La soledad la llevó a los autorretratos y a pintar la grieta entre su idealismo y la verdad del engaño, entre su alma romántica y su cuerpo torturado. Reconstruyó en imágenes su ser hecho fragmentos. De espaldas, como Miguel Ángel en la Capilla Sixtina, pintó su crónica de calamidades, si bien nunca perdió la alegría y la fe de estar viva, el color de su patria, la tristeza tras la Gran Chingada, el trauma de la destrucción del imperio de Moctezuma, perpetrada por los españoles liderados por Hernán Cortés; la colaboración de Malinche, traductora de la lengua náhuatl al castellano y delatora de su pueblo por amor al verdugo colonialista, madre además del primer mestizo, Martín Cortés, nacido en América, continente aún sin nombre.
Frida exhibe en su estilo un tipo de pintura naif, ingenua, si bien sus cuadros son más biográficos que oníricos. Incluye en su propuesta el delirio surrealista, que ella mexicanizó, volviendo su trabajo a la par que un testimonio personal, su zarandeada biografía y el padecimiento de su cuerpo, una ventana florida y deslumbrante donde podían asomarse todos, premunidos ya sea del intelecto o de las emociones salidas del corazón. Al mismo tiempo y durante los doce años finales de su vida, llevó un diario donde consignaba los vaivenes de su enfermedad, la relaciones con Diego, con quien se casó dos veces, e ideas pictóricas que trasladaría a sus cuadros.
Falleció en la noche del 12 al 13 de julio de 1954, a los 47 años, bajo sospecha de suicidio.

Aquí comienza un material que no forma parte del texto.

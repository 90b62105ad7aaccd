//! TKF Fabric - the knowledge admission engine
//!
//! The Trusted Knowledge Fabric is a single knowledge text plus an ordered
//! history of every update that was attempted against it. Each submitted
//! update ends in exactly one terminal [`AdmissionOutcome`]:
//!
//! - `RejectedEmpty`: the new text is blank
//! - `Replaced`: an explicit `old_text` was found and swapped for the new text
//! - `RejectedDuplicate` / `RejectedConflict`: a semantic check flagged it
//! - `Appended`: it was added as a new paragraph
//!
//! # Consistency window
//!
//! Semantic checks call a slow generative service, so they run against a
//! snapshot taken under the lock and *without* holding it. Two concurrent
//! admissions can therefore both pass their checks against the same snapshot
//! and both append, even if they duplicate or contradict each other. Use
//! [`AdmissionMode::Serializable`] when that window is not acceptable; it
//! queues admissions behind a single writer at the cost of throughput.
//!
//! # Example
//!
//! ```rust,ignore
//! use tkf_fabric::{FabricConfig, InMemoryKnowledgeStore, KnowledgeStore};
//! use tkf_core::KnowledgeUpdate;
//!
//! let store = InMemoryKnowledgeStore::new(FabricConfig::new(), generator);
//! let outcome = store
//!     .add_update(KnowledgeUpdate::append("Users prefer short forms", "seen in 4 runs"))
//!     .await?;
//! println!("{outcome}");
//! ```

#![warn(unreachable_pub)]

mod checks;
mod config;
mod error;
mod outcome;
mod store;

pub use checks::{CheckVerdict, SemanticChecker, CONFLICT_CHECKER, DUPLICATE_CHECKER, FORMATTER};
pub use config::{AdmissionMode, FabricConfig, DEFAULT_MAX_UPDATES};
pub use error::FabricError;
pub use outcome::AdmissionOutcome;
pub use store::{InMemoryKnowledgeStore, KnowledgeStore};

/// Labels of the prompt sections the semantic checks render
pub mod sections {
    /// Current fabric content
    pub const EXISTING: &str = "Existing knowledge";
    /// Knowledge under evaluation
    pub const CANDIDATE: &str = "New knowledge to check";
    /// Seed facts to be merged
    pub const FACTS: &str = "Facts";
}

/// Version of this crate
pub const VERSION: &str = env!("CARGO_PKG_VERSION");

Como Bob Dylan, que no canta bien sino de verdad, Frida no pintaba bien sino con autenticidad, no para vender nada, sino para salvar su cuerpo y su alma. Sus cuadros, inseparables del cuerpo, la vida y las circunstancias de quien los pintó, producen en el observador lo que la pintura de Van Gogh con sus cipreses, cielos borrascosos, sillas, zapatos viejos: la emoción embriagadora que origina la verdad.